# Stored data
------------------------
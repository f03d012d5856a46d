use std::fmt;

use indexmap::{IndexMap, IndexSet};
use rustc_hash::FxHashSet;
use tracing::warn;

use crate::parse::{
    Children, Document, Header, Parameter, PathItem, RefOr, RequestBody, Response, Schema,
    SchemaKeyword, SchemaNamespace, SchemaNode, SchemaPointer,
};

/// The direction a schema flows in: to the server or from it.
#[derive(Clone, Copy, Debug, Eq, Hash, PartialEq)]
pub enum Scope {
    /// Reachable from a response surface.
    Read,
    /// Reachable from a request surface.
    Write,
}

impl Scope {
    fn bit(self) -> u8 {
        match self {
            Scope::Read => 1 << 0,
            Scope::Write => 1 << 1,
        }
    }
}

/// The set of scopes a schema is used under.
#[derive(Clone, Copy, Default, Eq, PartialEq)]
pub struct ScopeSet(u8);

impl ScopeSet {
    pub const EMPTY: ScopeSet = ScopeSet(0);

    pub fn insert(&mut self, scope: Scope) {
        self.0 |= scope.bit();
    }

    pub fn contains(self, scope: Scope) -> bool {
        self.0 & scope.bit() != 0
    }

    /// True when no request or response reaches the schema.
    pub fn is_empty(self) -> bool {
        self.0 == 0
    }

    /// True when the schema is used under `scope` and nothing else.
    pub fn is_exactly(self, scope: Scope) -> bool {
        self.0 == scope.bit()
    }

    /// True when the schema is used under both scopes, making it a
    /// candidate for splitting.
    pub fn is_dual(self) -> bool {
        self.contains(Scope::Read) && self.contains(Scope::Write)
    }
}

impl fmt::Debug for ScopeSet {
    fn fmt(&self, f: &mut fmt::Formatter<'_>) -> fmt::Result {
        f.debug_set()
            .entries([Scope::Read, Scope::Write].into_iter().filter(|&s| self.contains(s)))
            .finish()
    }
}

/// A named schema and the scopes it's used under.
#[derive(Debug)]
pub struct GraphNode {
    pub node: SchemaNode,
    pub scopes: ScopeSet,
}

/// How every named schema in a document is used.
///
/// Built by walking each request and response surface and propagating the
/// surface's scope through `$ref`s: a schema reachable from a request gets
/// [`Scope::Write`], one reachable from a response gets [`Scope::Read`],
/// and one reachable from both gets both.
#[derive(Debug)]
pub struct SchemaGraph {
    namespace: Option<SchemaNamespace>,
    nodes: IndexMap<SchemaPointer, GraphNode>,
    dangling: IndexSet<SchemaPointer>,
}

impl SchemaGraph {
    pub fn build(doc: &Document) -> Self {
        let namespace = doc.schema_namespace();
        let mut nodes = IndexMap::new();
        if let (Some(namespace), Some(schemas)) = (namespace, doc.schemas()) {
            for (name, node) in schemas {
                nodes.insert(
                    SchemaPointer::schema(namespace, name),
                    GraphNode {
                        node: node.clone(),
                        scopes: ScopeSet::EMPTY,
                    },
                );
            }
        }
        let mut builder = GraphBuilder {
            doc,
            nodes,
            visited: FxHashSet::default(),
            dangling: IndexSet::new(),
        };
        builder.walk_roots();
        Self {
            namespace,
            nodes: builder.nodes,
            dangling: builder.dangling,
        }
    }

    /// The section the named schemas live in, if the document has one.
    pub fn namespace(&self) -> Option<SchemaNamespace> {
        self.namespace
    }

    #[inline]
    pub fn get(&self, pointer: &SchemaPointer) -> Option<&GraphNode> {
        self.nodes.get(pointer)
    }

    /// Looks up the usage scopes for a named schema.
    #[inline]
    pub fn scopes(&self, pointer: &SchemaPointer) -> Option<ScopeSet> {
        self.nodes.get(pointer).map(|node| node.scopes)
    }

    /// Returns an iterator over all named schemas, in document order.
    pub fn iter(&self) -> impl Iterator<Item = (&SchemaPointer, &GraphNode)> {
        self.nodes.iter()
    }

    pub fn len(&self) -> usize {
        self.nodes.len()
    }

    pub fn is_empty(&self) -> bool {
        self.nodes.is_empty()
    }

    /// References that point to schemas the document doesn't define.
    pub fn dangling(&self) -> impl Iterator<Item = &SchemaPointer> {
        self.dangling.iter()
    }
}

struct GraphBuilder<'a> {
    doc: &'a Document,
    nodes: IndexMap<SchemaPointer, GraphNode>,
    /// (pointer, scope) pairs whose referents have already been walked,
    /// so that reference cycles terminate.
    visited: FxHashSet<(SchemaPointer, Scope)>,
    dangling: IndexSet<SchemaPointer>,
}

impl GraphBuilder<'_> {
    fn walk_roots(&mut self) {
        let doc = self.doc;

        // Named schema trees first, without a scope. This pass classifies
        // nothing; it surfaces references to undefined schemas even when
        // no operation reaches them.
        if let Some(schemas) = doc.schemas() {
            for node in schemas.values() {
                let schema = node.borrow();
                self.walk_schema(&schema, None);
            }
        }

        // Reusable components carry their natural scope: parameters and
        // request bodies are written by the client, responses and headers
        // are read back.
        if let Some(components) = &doc.components {
            for parameter in components.parameters.iter().flat_map(|p| p.values()) {
                if let RefOr::Other(parameter) = parameter {
                    self.walk_parameter(parameter);
                }
            }
            for body in components.request_bodies.iter().flat_map(|b| b.values()) {
                if let RefOr::Other(body) = body {
                    self.walk_request_body(body);
                }
            }
            for response in components.responses.iter().flat_map(|r| r.values()) {
                if let RefOr::Other(response) = response {
                    self.walk_response(response);
                }
            }
            for header in components.headers.iter().flat_map(|h| h.values()) {
                if let RefOr::Other(header) = header {
                    self.walk_header(header);
                }
            }
        }

        // The 2.x reusable sections.
        for parameter in doc.parameters.iter().flat_map(|p| p.values()) {
            self.walk_parameter(parameter);
        }
        for response in doc.responses.iter().flat_map(|r| r.values()) {
            self.walk_response(response);
        }

        for item in doc.paths.values() {
            self.walk_path_item(item);
        }
    }

    fn walk_path_item(&mut self, item: &PathItem) {
        // A `Ref` in a component position points at a reusable component,
        // and every reusable component is already walked as a root.
        for parameter in item.parameters.iter().filter_map(inline) {
            self.walk_parameter(parameter);
        }
        for (_, operation) in item.operations() {
            for parameter in operation.parameters.iter().filter_map(inline) {
                self.walk_parameter(parameter);
            }
            if let Some(body) = operation.request_body.as_ref().and_then(inline) {
                self.walk_request_body(body);
            }
            for response in operation.responses.values().filter_map(inline) {
                self.walk_response(response);
            }
            for callback in operation.callbacks.iter().flat_map(|c| c.values()) {
                if let RefOr::Other(callback) = callback {
                    for item in callback.values() {
                        self.walk_path_item(item);
                    }
                }
            }
        }
    }

    fn walk_parameter(&mut self, parameter: &Parameter) {
        if let Some(schema) = &parameter.schema {
            self.walk_schema(schema, Some(Scope::Write));
        }
        if let Some(content) = &parameter.content {
            for media_type in content.values() {
                if let Some(schema) = &media_type.schema {
                    self.walk_schema(schema, Some(Scope::Write));
                }
            }
        }
    }

    fn walk_request_body(&mut self, body: &RequestBody) {
        for media_type in body.content.iter().flat_map(|c| c.values()) {
            if let Some(schema) = &media_type.schema {
                self.walk_schema(schema, Some(Scope::Write));
            }
        }
    }

    fn walk_response(&mut self, response: &Response) {
        if let Some(schema) = &response.schema {
            self.walk_schema(schema, Some(Scope::Read));
        }
        for media_type in response.content.iter().flat_map(|c| c.values()) {
            if let Some(schema) = &media_type.schema {
                self.walk_schema(schema, Some(Scope::Read));
            }
        }
        for header in response.headers.iter().flat_map(|h| h.values()) {
            if let RefOr::Other(header) = header {
                self.walk_header(header);
            }
        }
    }

    fn walk_header(&mut self, header: &Header) {
        if let Some(schema) = &header.schema {
            self.walk_schema(schema, Some(Scope::Read));
        }
        for media_type in header.content.iter().flat_map(|c| c.values()) {
            if let Some(schema) = &media_type.schema {
                self.walk_schema(schema, Some(Scope::Read));
            }
        }
    }

    fn walk_schema(&mut self, schema: &Schema, context: Option<Scope>) {
        if let Some(reference) = &schema.reference {
            self.walk_reference(reference, context);
        }
        for keyword in SchemaKeyword::ALL {
            match schema.children(keyword) {
                Some(Children::List(children)) => {
                    for child in children {
                        self.walk_schema(child, context);
                    }
                }
                Some(Children::Map(children)) => {
                    for child in children.values() {
                        self.walk_schema(child, context);
                    }
                }
                Some(Children::Single(child)) => self.walk_schema(child, context),
                None => {}
            }
        }
    }

    fn walk_reference(&mut self, reference: &SchemaPointer, context: Option<Scope>) {
        let Some(target) = self.nodes.get_mut(reference) else {
            if self.dangling.insert(reference.clone()) {
                warn!(reference = %reference, "Reference to an undefined schema.");
            }
            return;
        };
        let Some(scope) = context else { return };
        target.scopes.insert(scope);
        // The referent picks up this scope transitively. Clone the handle
        // first so the walk doesn't hold a borrow of the node table.
        let node = target.node.clone();
        if self.visited.insert((reference.clone(), scope)) {
            let referent = node.borrow();
            self.walk_schema(&referent, context);
        }
    }
}

/// Extracts the inline definition from a component entry, if it is one.
fn inline<T>(entry: &RefOr<T>) -> Option<&T> {
    match entry {
        RefOr::Ref(_) => None,
        RefOr::Other(value) => Some(value),
    }
}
------------------------
# Description of the task
Output exactly the span of lines beginning at the first line of the records and ending at the line that holds "a request gets", inclusive, with no other text.

# Output for this task
repository f03d012d5856a46d
use std::fmt;

use indexmap::{IndexMap, IndexSet};
use rustc_hash::FxHashSet;
use tracing::warn;

use crate::parse::{
    Children, Document, Header, Parameter, PathItem, RefOr, RequestBody, Response, Schema,
    SchemaKeyword, SchemaNamespace, SchemaNode, SchemaPointer,
};

/// The direction a schema flows in: to the server or from it.
#[derive(Clone, Copy, Debug, Eq, Hash, PartialEq)]
pub enum Scope {
    /// Reachable from a response surface.
    Read,
    /// Reachable from a request surface.
    Write,
}

impl Scope {
    fn bit(self) -> u8 {
        match self {
            Scope::Read => 1 << 0,
            Scope::Write => 1 << 1,
        }
    }
}

/// The set of scopes a schema is used under.
#[derive(Clone, Copy, Default, Eq, PartialEq)]
pub struct ScopeSet(u8);

impl ScopeSet {
    pub const EMPTY: ScopeSet = ScopeSet(0);

    pub fn insert(&mut self, scope: Scope) {
        self.0 |= scope.bit();
    }

    pub fn contains(self, scope: Scope) -> bool {
        self.0 & scope.bit() != 0
    }

    /// True when no request or response reaches the schema.
    pub fn is_empty(self) -> bool {
        self.0 == 0
    }

    /// True when the schema is used under `scope` and nothing else.
    pub fn is_exactly(self, scope: Scope) -> bool {
        self.0 == scope.bit()
    }

    /// True when the schema is used under both scopes, making it a
    /// candidate for splitting.
    pub fn is_dual(self) -> bool {
        self.contains(Scope::Read) && self.contains(Scope::Write)
    }
}

impl fmt::Debug for ScopeSet {
    fn fmt(&self, f: &mut fmt::Formatter<'_>) -> fmt::Result {
        f.debug_set()
            .entries([Scope::Read, Scope::Write].into_iter().filter(|&s| self.contains(s)))
            .finish()
    }
}

/// A named schema and the scopes it's used under.
#[derive(Debug)]
pub struct GraphNode {
    pub node: SchemaNode,
    pub scopes: ScopeSet,
}

/// How every named schema in a document is used.
///
/// Built by walking each request and response surface and propagating the
/// surface's scope through `$ref`s: a schema reachable from a request gets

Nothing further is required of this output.